DATA SECTION below:
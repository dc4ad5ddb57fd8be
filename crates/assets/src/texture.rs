use seascape_common::Color;
use std::path::Path;

use crate::AssetError;

/// Decoded RGBA8 image.
#[derive(Debug, Clone, PartialEq)]
pub struct Texture {
    pub width: u32,
    pub height: u32,
    pub rgba: Vec<u8>,
}

impl Texture {
    /// Decode an image file (PNG or JPEG) into RGBA8.
    pub fn load(path: impl AsRef<Path>) -> Result<Self, AssetError> {
        let path = path.as_ref();
        let img = image::open(path)?.into_rgba8();
        let (width, height) = img.dimensions();
        tracing::debug!("decoded texture {} ({width}x{height})", path.display());
        Self::from_rgba(width, height, img.into_raw())
    }

    /// Wrap raw RGBA8 pixels, checking the buffer matches the dimensions.
    pub fn from_rgba(width: u32, height: u32, rgba: Vec<u8>) -> Result<Self, AssetError> {
        let expected = width as usize * height as usize * 4;
        if rgba.len() != expected {
            return Err(AssetError::TextureSize {
                expected,
                actual: rgba.len(),
            });
        }
        Ok(Self {
            width,
            height,
            rgba,
        })
    }

    /// Single-pixel texture of the given color.
    pub fn solid(color: Color) -> Self {
        let rgba = color
            .to_array()
            .map(|c| (c.clamp(0.0, 1.0) * 255.0).round() as u8)
            .to_vec();
        Self {
            width: 1,
            height: 1,
            rgba,
        }
    }

    /// Mean color over all pixels.
    pub fn average_color(&self) -> Color {
        let pixels = self.rgba.len() / 4;
        if pixels == 0 {
            return Color::WHITE;
        }
        let mut sum = [0u64; 4];
        for px in self.rgba.chunks_exact(4) {
            for (s, &c) in sum.iter_mut().zip(px) {
                *s += c as u64;
            }
        }
        let n = pixels as f32 * 255.0;
        Color::from(sum.map(|s| s as f32 / n))
    }
}

#[cfg(test)]
mod tests {
    use super::*;

    #[test]
    fn from_rgba_checks_size() {
        assert!(Texture::from_rgba(2, 2, vec![0; 16]).is_ok());
        assert!(matches!(
            Texture::from_rgba(2, 2, vec![0; 15]),
            Err(AssetError::TextureSize {
                expected: 16,
                actual: 15
            })
        ));
    }

    #[test]
    fn average_of_checkerboard() {
        #[rustfmt::skip]
        let data = vec![
            255, 255, 255, 255,  0, 0, 0, 255,
            0, 0, 0, 255,        255, 255, 255, 255,
        ];
        let tex = Texture::from_rgba(2, 2, data).unwrap();
        let avg = tex.average_color();
        assert!((avg.r - 0.5).abs() < 1e-6);
        assert_eq!(avg.a, 1.0);
    }

    #[test]
    fn solid_round_trips_color() {
        let tex = Texture::solid(Color::rgba(1.0, 0.0, 0.0, 1.0));
        assert_eq!(tex.rgba, vec![255, 0, 0, 255]);
        assert_eq!(tex.average_color(), Color::rgba(1.0, 0.0, 0.0, 1.0));
    }

    #[test]
    fn missing_file_is_an_error() {
        assert!(Texture::load("/definitely/not/here.png").is_err());
    }

    #[test]
    fn load_png_from_disk() {
        let dir = tempfile::tempdir().unwrap();
        let path = dir.path().join("water.png");
        let img = image::RgbaImage::from_pixel(4, 2, image::Rgba([0, 77, 255, 255]));
        img.save(&path).unwrap();

        let tex = Texture::load(&path).unwrap();
        assert_eq!((tex.width, tex.height), (4, 2));
        assert_eq!(&tex.rgba[..4], &[0, 77, 255, 255]);
    }
}
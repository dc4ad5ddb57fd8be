use crate::shaders;
use bytemuck::{Pod, Zeroable};
use glam::{Mat4, Vec2, Vec4};
use seascape_assets::{MaterialTextures, Mesh, Texture};
use seascape_common::{Color, MeshHandle, ShaderHandle};
use seascape_render::{
    FrameRenderer, FrameView, MeshDraw, ProgramLayout, ShaderProgram, SurfaceDraw,
};
use std::collections::BTreeMap;
use wgpu::util::DeviceExt;

#[repr(C)]
#[derive(Copy, Clone, Pod, Zeroable)]
struct Uniforms {
    view_proj: [[f32; 4]; 4],
    light_position: [f32; 4],
}

/// World-space point light for textured meshes.
const LIGHT_POSITION: [f32; 4] = [10.0, 30.0, 20.0, 1.0];

/// Instance attributes follow the highest vertex attribute of any mesh program.
const FIRST_INSTANCE_LOCATION: u32 = 3;

#[repr(C)]
#[derive(Debug, Copy, Clone, PartialEq, Pod, Zeroable)]
struct MeshVertex {
    position: [f32; 3],
    normal: [f32; 3],
    tex_coord: [f32; 2],
}

#[repr(C)]
#[derive(Debug, Copy, Clone, PartialEq, Pod, Zeroable)]
struct InstanceData {
    model_0: [f32; 4],
    model_1: [f32; 4],
    model_2: [f32; 4],
    model_3: [f32; 4],
    color: [f32; 4],
    shading: [f32; 4],
}

impl InstanceData {
    fn new(model: Mat4, color: [f32; 4], shader: ShaderHandle) -> Self {
        let cols = model.to_cols_array_2d();
        let lit = if shader == ShaderHandle::COLORED { 0.0 } else { 1.0 };
        Self {
            model_0: cols[0],
            model_1: cols[1],
            model_2: cols[2],
            model_3: cols[3],
            color,
            shading: [lit, 0.0, 0.0, 0.0],
        }
    }
}

#[repr(C)]
#[derive(Debug, Copy, Clone, PartialEq, Pod, Zeroable)]
struct SurfaceVertex {
    position: [f32; 4],
    color: [f32; 4],
    normal: [f32; 4],
    offset: [f32; 4],
}

/// A vertex struct field, keyed by the program attribute it feeds.
struct Field {
    attribute: &'static str,
    format: wgpu::VertexFormat,
    offset: u64,
}

const MESH_FIELDS: &[Field] = &[
    Field {
        attribute: "vertex",
        format: wgpu::VertexFormat::Float32x3,
        offset: 0,
    },
    Field {
        attribute: "normal",
        format: wgpu::VertexFormat::Float32x3,
        offset: 12,
    },
    Field {
        attribute: "texCoord",
        format: wgpu::VertexFormat::Float32x2,
        offset: 24,
    },
];

/// Texture uniforms of the textured program, in binding order.
const TEXTURE_UNIFORMS: [&str; 2] = ["tex", "rough"];

const SURFACE_FIELDS: &[Field] = &[
    Field {
        attribute: "vertex",
        format: wgpu::VertexFormat::Float32x4,
        offset: 0,
    },
    Field {
        attribute: "colors",
        format: wgpu::VertexFormat::Float32x4,
        offset: 16,
    },
    Field {
        attribute: "normals",
        format: wgpu::VertexFormat::Float32x4,
        offset: 32,
    },
    Field {
        attribute: "offset",
        format: wgpu::VertexFormat::Float32x4,
        offset: 48,
    },
];
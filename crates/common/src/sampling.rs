use glam::{Quat, Vec3};
use rand::rngs::SmallRng;
use rand::{Rng, SeedableRng};
use rand_distr::{Distribution, Normal};

use crate::TAU;

/// Seedable random source for spawn-time sampling.
///
/// Every simulation owns its own sampler so runs are reproducible from a seed.
#[derive(Debug, Clone)]
pub struct Sampler {
    rng: SmallRng,
}

impl Sampler {
    /// Deterministic sampler for tests and replays.
    pub fn seeded(seed: u64) -> Self {
        Self {
            rng: SmallRng::seed_from_u64(seed),
        }
    }

    /// Sampler seeded from OS entropy.
    pub fn from_entropy() -> Self {
        Self {
            rng: SmallRng::from_entropy(),
        }
    }

    /// Normal distribution sample. A zero or invalid deviation yields `mean`.
    pub fn gaussian(&mut self, mean: f32, std_dev: f32) -> f32 {
        if std_dev <= 0.0 {
            return mean;
        }
        match Normal::new(mean, std_dev) {
            Ok(normal) => normal.sample(&mut self.rng),
            Err(_) => mean,
        }
    }

    /// Uniform sample in `[low, high)`. Collapses to `low` for an empty range.
    pub fn uniform(&mut self, low: f32, high: f32) -> f32 {
        if high > low {
            self.rng.gen_range(low..high)
        } else {
            low
        }
    }

    /// Uniform sample in `[low, high]`.
    pub fn uniform_inclusive(&mut self, low: f32, high: f32) -> f32 {
        if high > low {
            self.rng.gen_range(low..=high)
        } else {
            low
        }
    }

    /// Independent per-axis Gaussian jitter around `center`.
    pub fn jitter(&mut self, center: Vec3, deviation: Vec3) -> Vec3 {
        center
            + Vec3::new(
                self.gaussian(0.0, deviation.x),
                self.gaussian(0.0, deviation.y),
                self.gaussian(0.0, deviation.z),
            )
    }

    /// Unit direction inside a cone around `axis`.
    ///
    /// The direction is tilted by a polar angle in `[0, max_angle)` about the
    /// fixed `perpendicular`, then swung by an azimuth in `[0, tau)` about
    /// `axis`. `perpendicular` is not re-derived per sample. Both inputs must
    /// be unit length.
    pub fn cone_direction(&mut self, axis: Vec3, perpendicular: Vec3, max_angle: f32) -> Vec3 {
        let polar = self.uniform(0.0, max_angle);
        let azimuth = self.uniform(0.0, TAU);
        let rotation =
            Quat::from_axis_angle(axis, azimuth) * Quat::from_axis_angle(perpendicular, polar);
        (rotation * axis).normalize()
    }
}

impl Default for Sampler {
    fn default() -> Self {
        Self::from_entropy()
    }
}

#[cfg(test)]
mod tests {
    use super::*;

    #[test]
    fn same_seed_same_sequence() {
        let mut a = Sampler::seeded(7);
        let mut b = Sampler::seeded(7);
        for _ in 0..32 {
            assert_eq!(a.gaussian(1.0, 0.5), b.gaussian(1.0, 0.5));
            assert_eq!(a.uniform(0.0, 3.0), b.uniform(0.0, 3.0));
        }
    }

    #[test]
    fn zero_deviation_gaussian_is_mean() {
        let mut s = Sampler::seeded(1);
        assert_eq!(s.gaussian(4.0, 0.0), 4.0);
        assert_eq!(s.gaussian(4.0, -1.0), 4.0);
    }

    #[test]
    fn uniform_stays_in_range() {
        let mut s = Sampler::seeded(3);
        for _ in 0..1000 {
            let v = s.uniform(-2.0, 5.0);
            assert!((-2.0..5.0).contains(&v));
            let w = s.uniform_inclusive(0.9, 1.1);
            assert!((0.9..=1.1).contains(&w));
        }
    }

    #[test]
    fn empty_ranges_collapse() {
        let mut s = Sampler::seeded(3);
        assert_eq!(s.uniform(1.0, 1.0), 1.0);
        assert_eq!(s.uniform_inclusive(2.0, 2.0), 2.0);
        assert_eq!(s.uniform(0.0, -1.0), 0.0);
    }

    #[test]
    fn jitter_without_deviation_is_exact() {
        let mut s = Sampler::seeded(9);
        let c = Vec3::new(1.0, 2.0, 3.0);
        assert_eq!(s.jitter(c, Vec3::ZERO), c);
    }

    #[test]
    fn cone_direction_within_angle() {
        let mut s = Sampler::seeded(11);
        let axis = Vec3::Y;
        let perpendicular = Vec3::X;
        let max_angle = 0.4;
        for _ in 0..500 {
            let d = s.cone_direction(axis, perpendicular, max_angle);
            assert!((d.length() - 1.0).abs() < 1e-4);
            assert!(d.angle_between(axis) <= max_angle + 1e-3);
        }
    }

    #[test]
    fn zero_cone_angle_is_axis() {
        let mut s = Sampler::seeded(5);
        let d = s.cone_direction(Vec3::Y, Vec3::Z, 0.0);
        assert!((d - Vec3::Y).length() < 1e-5);
    }

    #[test]
    fn cone_spreads_around_axis() {
        let mut s = Sampler::seeded(21);
        let mut min_x = f32::MAX;
        let mut max_x = f32::MIN;
        let mut min_z = f32::MAX;
        let mut max_z = f32::MIN;
        for _ in 0..500 {
            let d = s.cone_direction(Vec3::Y, Vec3::X, 0.5);
            min_x = min_x.min(d.x);
            max_x = max_x.max(d.x);
            min_z = min_z.min(d.z);
            max_z = max_z.max(d.z);
        }
        assert!(min_x < -0.1 && max_x > 0.1);
        assert!(min_z < -0.1 && max_z > 0.1);
    }
}
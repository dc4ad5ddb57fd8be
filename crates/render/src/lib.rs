//! Rendering adapter: renderer-agnostic draw interface.
//!
//! # Invariants
//! - Simulations issue draws through `FrameRenderer`; they never see a GPU type.
//! - A missing shader binding is skipped, never an error.
//!
//! `DrawRecorder` implements the interface without a GPU. It backs the CLI
//! and the tests; the wgpu backend lives in `seascape-render-wgpu`.

mod program;
mod recorder;
mod renderer;

pub use program::{ProgramLayout, ShaderProgram};
pub use recorder::{DrawRecorder, SurfaceRecord};
pub use renderer::{FrameRenderer, FrameView, MeshDraw, SurfaceDraw};
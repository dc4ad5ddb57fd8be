/// WGSL shader for registered meshes, drawn instanced.
///
/// `shading.x` blends between flat color (0) and diffuse lighting (1).
pub const MESH_SHADER: &str = r#"
struct Uniforms {
    view_proj: mat4x4<f32>,
    light_position: vec4<f32>,
};

@group(0) @binding(0)
var<uniform> uniforms: Uniforms;

struct VertexInput {
    @location(0) position: vec3<f32>,
    @location(1) normal: vec3<f32>,
};

struct InstanceInput {
    @location(3) model_0: vec4<f32>,
    @location(4) model_1: vec4<f32>,
    @location(5) model_2: vec4<f32>,
    @location(6) model_3: vec4<f32>,
    @location(7) color: vec4<f32>,
    @location(8) shading: vec4<f32>,
};

struct VertexOutput {
    @builtin(position) clip_position: vec4<f32>,
    @location(0) world_normal: vec3<f32>,
    @location(1) color: vec4<f32>,
    @location(2) lit: f32,
};

@vertex
fn vs_mesh(vertex: VertexInput, instance: InstanceInput) -> VertexOutput {
    let model = mat4x4<f32>(
        instance.model_0,
        instance.model_1,
        instance.model_2,
        instance.model_3,
    );
    let world_pos = model * vec4<f32>(vertex.position, 1.0);
    let world_normal = (model * vec4<f32>(vertex.normal, 0.0)).xyz;

    var out: VertexOutput;
    out.clip_position = uniforms.view_proj * world_pos;
    out.world_normal = normalize(world_normal);
    out.color = instance.color;
    out.lit = instance.shading.x;
    return out;
}

@fragment
fn fs_mesh(in: VertexOutput) -> @location(0) vec4<f32> {
    let light_dir = normalize(vec3<f32>(0.3, 1.0, 0.5));
    let ambient = 0.3;
    let diffuse = max(dot(normalize(in.world_normal), light_dir), 0.0);
    let lighting = mix(1.0, ambient + diffuse * 0.7, in.lit);
    return vec4<f32>(in.color.rgb * lighting, in.color.a);
}
"#;

/// WGSL shader for meshes with a diffuse and a roughness map, lit by a point
/// light. Shares the instance layout of [`MESH_SHADER`].
pub const TEXTURED_SHADER: &str = r#"
struct Uniforms {
    view_proj: mat4x4<f32>,
    light_position: vec4<f32>,
};

@group(0) @binding(0)
var<uniform> uniforms: Uniforms;

@group(1) @binding(0)
var diffuse_map: texture_2d<f32>;
@group(1) @binding(1)
var roughness_map: texture_2d<f32>;
@group(1) @binding(2)
var map_sampler: sampler;

struct VertexInput {
    @location(0) position: vec3<f32>,
    @location(1) normal: vec3<f32>,
    @location(2) tex_coord: vec2<f32>,
};

struct InstanceInput {
    @location(3) model_0: vec4<f32>,
    @location(4) model_1: vec4<f32>,
    @location(5) model_2: vec4<f32>,
    @location(6) model_3: vec4<f32>,
    @location(7) color: vec4<f32>,
    @location(8) shading: vec4<f32>,
};

struct VertexOutput {
    @builtin(position) clip_position: vec4<f32>,
    @location(0) world_pos: vec3<f32>,
    @location(1) world_normal: vec3<f32>,
    @location(2) tex_coord: vec2<f32>,
    @location(3) color: vec4<f32>,
};

@vertex
fn vs_textured(vertex: VertexInput, instance: InstanceInput) -> VertexOutput {
    let model = mat4x4<f32>(
        instance.model_0,
        instance.model_1,
        instance.model_2,
        instance.model_3,
    );
    let world_pos = model * vec4<f32>(vertex.position, 1.0);

    var out: VertexOutput;
    out.clip_position = uniforms.view_proj * world_pos;
    out.world_pos = world_pos.xyz;
    out.world_normal = normalize((model * vec4<f32>(vertex.normal, 0.0)).xyz);
    out.tex_coord = vertex.tex_coord;
    out.color = instance.color;
    return out;
}

@fragment
fn fs_textured(in: VertexOutput) -> @location(0) vec4<f32> {
    let albedo = textureSample(diffuse_map, map_sampler, in.tex_coord) * in.color;
    let roughness = textureSample(roughness_map, map_sampler, in.tex_coord).r;
    let n = normalize(in.world_normal);
    let l = normalize(uniforms.light_position.xyz - in.world_pos);
    let diffuse = max(dot(n, l), 0.0);
    let shine = (1.0 - roughness) * pow(diffuse, 16.0) * 0.4;
    let lighting = 0.25 + diffuse * 0.75;
    return vec4<f32>(albedo.rgb * lighting + vec3<f32>(shine), albedo.a);
}
"#;

/// WGSL shader for the water surface. Positions, offsets and normals arrive
/// in world space.
pub const WATER_SHADER: &str = r#"
struct Uniforms {
    view_proj: mat4x4<f32>,
    light_position: vec4<f32>,
};

@group(0) @binding(0)
var<uniform> uniforms: Uniforms;

struct SurfaceVertex {
    @location(0) position: vec4<f32>,
    @location(1) color: vec4<f32>,
    @location(2) normal: vec4<f32>,
    @location(3) wave_offset: vec4<f32>,
};

struct SurfaceOutput {
    @builtin(position) clip_position: vec4<f32>,
    @location(0) normal: vec3<f32>,
    @location(1) color: vec4<f32>,
};

@vertex
fn vs_water(vertex: SurfaceVertex) -> SurfaceOutput {
    var out: SurfaceOutput;
    out.clip_position = uniforms.view_proj * (vertex.position + vertex.wave_offset);
    out.normal = vertex.normal.xyz;
    out.color = vertex.color;
    return out;
}

@fragment
fn fs_water(in: SurfaceOutput) -> @location(0) vec4<f32> {
    let light_dir = normalize(vec3<f32>(0.3, 1.0, 0.5));
    let diffuse = abs(dot(normalize(in.normal), light_dir));
    let lighting = 0.35 + diffuse * 0.65;
    return vec4<f32>(in.color.rgb * lighting, in.color.a);
}
"#;
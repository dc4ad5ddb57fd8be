use glam::{Vec2, Vec3, Vec4};
use seascape_common::Color;
use std::path::PathBuf;

use crate::{AssetError, Texture};

/// Surface description attached to a mesh.
#[derive(Debug, Clone, Default, PartialEq)]
pub struct Material {
    pub name: String,
    pub base_color: Color,
    pub diffuse_texture: Option<PathBuf>,
    pub roughness_texture: Option<PathBuf>,
}

/// Decoded maps of a textured material.
#[derive(Debug, Clone, PartialEq)]
pub struct MaterialTextures {
    pub diffuse: Texture,
    /// Falls back to a fully rough texel when the material has no usable map.
    pub roughness: Texture,
}

impl Material {
    /// Decode the material's maps. `None` when there is no diffuse map or it
    /// fails to load; the mesh is then drawn with its base color.
    pub fn load_textures(&self) -> Option<MaterialTextures> {
        let path = self.diffuse_texture.as_ref()?;
        let diffuse = match Texture::load(path) {
            Ok(texture) => texture,
            Err(err) => {
                tracing::warn!("material {}: texture {}: {err}", self.name, path.display());
                return None;
            }
        };
        let roughness = match &self.roughness_texture {
            Some(path) => Texture::load(path).unwrap_or_else(|err| {
                tracing::warn!("material {}: roughness {}: {err}", self.name, path.display());
                Texture::solid(Color::WHITE)
            }),
            None => Texture::solid(Color::WHITE),
        };
        Some(MaterialTextures { diffuse, roughness })
    }
}

/// Indexed triangle mesh.
///
/// Positions carry `w = 1`, normals `w = 0`. Faces index into the vertex
/// arrays. Normals and texture coordinates, when present, have one entry per
/// position.
#[derive(Debug, Clone, Default)]
pub struct Mesh {
    pub name: String,
    pub positions: Vec<Vec4>,
    pub normals: Vec<Vec4>,
    pub tex_coords: Vec<Vec2>,
    pub faces: Vec<[u32; 3]>,
    pub material: Material,
}

impl Mesh {
    pub fn vertex_count(&self) -> usize {
        self.positions.len()
    }

    pub fn face_count(&self) -> usize {
        self.faces.len()
    }

    /// Number of vertices a non-indexed draw of this mesh submits.
    pub fn corner_count(&self) -> usize {
        self.faces.len() * 3
    }

    pub fn has_tex_coords(&self) -> bool {
        !self.tex_coords.is_empty()
    }

    /// Check that every face index is in range for every vertex array.
    pub fn validate(&self) -> Result<(), AssetError> {
        let count = self.positions.len();
        for face in &self.faces {
            for &index in face {
                if index as usize >= count {
                    return Err(AssetError::FaceIndex {
                        mesh: self.name.clone(),
                        index,
                        count,
                    });
                }
            }
        }
        if !self.normals.is_empty() && self.normals.len() != count {
            return Err(AssetError::AttributeCount {
                mesh: self.name.clone(),
                attribute: "normals",
                len: self.normals.len(),
                count,
            });
        }
        if self.has_tex_coords() && self.tex_coords.len() != count {
            return Err(AssetError::AttributeCount {
                mesh: self.name.clone(),
                attribute: "texture coordinates",
                len: self.tex_coords.len(),
                count,
            });
        }
        Ok(())
    }

    /// Positions duplicated per face corner.
    pub fn draw_positions(&self) -> Vec<Vec4> {
        self.expand(&self.positions)
    }

    /// Normals duplicated per face corner. Empty when the mesh has none.
    pub fn draw_normals(&self) -> Vec<Vec4> {
        if self.normals.is_empty() {
            return Vec::new();
        }
        self.expand(&self.normals)
    }

    /// Texture coordinates duplicated per face corner. Empty when the mesh has none.
    pub fn draw_tex_coords(&self) -> Vec<Vec2> {
        if !self.has_tex_coords() {
            return Vec::new();
        }
        self.expand(&self.tex_coords)
    }

    /// Per-corner normals of each flat face, for meshes without normals.
    pub fn flat_normals(&self) -> Vec<Vec4> {
        let mut out = Vec::with_capacity(self.corner_count());
        for face in &self.faces {
            let [a, b, c] = face.map(|i| self.positions[i as usize].truncate());
            let normal = (b - a).cross(c - a).try_normalize().unwrap_or(Vec3::Y);
            out.extend([normal.extend(0.0); 3]);
        }
        out
    }

    fn expand<T: Copy>(&self, values: &[T]) -> Vec<T> {
        let mut out = Vec::with_capacity(self.corner_count());
        for face in &self.faces {
            out.extend(face.iter().map(|&i| values[i as usize]));
        }
        out
    }
}

#[cfg(test)]
mod tests {
    use super::*;

    fn triangle() -> Mesh {
        Mesh {
            name: "tri".into(),
            positions: vec![
                Vec4::new(0.0, 0.0, 0.0, 1.0),
                Vec4::new(1.0, 0.0, 0.0, 1.0),
                Vec4::new(0.0, 1.0, 0.0, 1.0),
            ],
            normals: vec![Vec4::Z; 3],
            tex_coords: Vec::new(),
            faces: vec![[0, 1, 2], [2, 1, 0]],
            material: Material::default(),
        }
    }

    #[test]
    fn expansion_follows_faces() {
        let mesh = triangle();
        let expanded = mesh.draw_positions();
        assert_eq!(expanded.len(), 6);
        assert_eq!(expanded[0], mesh.positions[0]);
        assert_eq!(expanded[3], mesh.positions[2]);
        assert_eq!(mesh.draw_normals().len(), 6);
    }

    #[test]
    fn no_tex_coords_expand_to_nothing() {
        assert!(triangle().draw_tex_coords().is_empty());
    }

    #[test]
    fn flat_normals_follow_winding() {
        let normals = triangle().flat_normals();
        assert_eq!(normals.len(), 6);
        assert_eq!(normals[0], Vec4::Z);
        assert_eq!(normals[3], -Vec4::Z);
    }

    #[test]
    fn textures_load_with_roughness_fallback() {
        let dir = tempfile::tempdir().unwrap();
        let path = dir.path().join("hull.png");
        image::RgbaImage::from_pixel(2, 1, image::Rgba([255, 0, 0, 255]))
            .save(&path)
            .unwrap();

        let material = Material {
            name: "hull".into(),
            base_color: Color::rgba(0.2, 0.2, 0.2, 1.0),
            diffuse_texture: Some(path.clone()),
            roughness_texture: Some(dir.path().join("gone.png")),
        };
        let textures = material.load_textures().unwrap();
        assert_eq!((textures.diffuse.width, textures.diffuse.height), (2, 1));
        assert_eq!(textures.roughness, Texture::solid(Color::WHITE));

        let rough = Material {
            roughness_texture: Some(path),
            ..material.clone()
        };
        assert_eq!(rough.load_textures().unwrap().roughness.width, 2);

        let missing = Material {
            diffuse_texture: Some(dir.path().join("gone.png")),
            ..material.clone()
        };
        assert!(missing.load_textures().is_none());
        assert!(Material::default().load_textures().is_none());
    }

    #[test]
    fn validate_rejects_out_of_range_face() {
        let mut mesh = triangle();
        assert!(mesh.validate().is_ok());
        mesh.faces.push([0, 1, 7]);
        assert!(matches!(
            mesh.validate(),
            Err(AssetError::FaceIndex { index: 7, .. })
        ));
    }
}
End of DATA SECTION.
EXERCISE OBJECTIVE: Display each line of the data where "PathBuf" occurs.

RESULT:
use std::path::PathBuf;
    pub diffuse_texture: Option<PathBuf>,
    pub roughness_texture: Option<PathBuf>,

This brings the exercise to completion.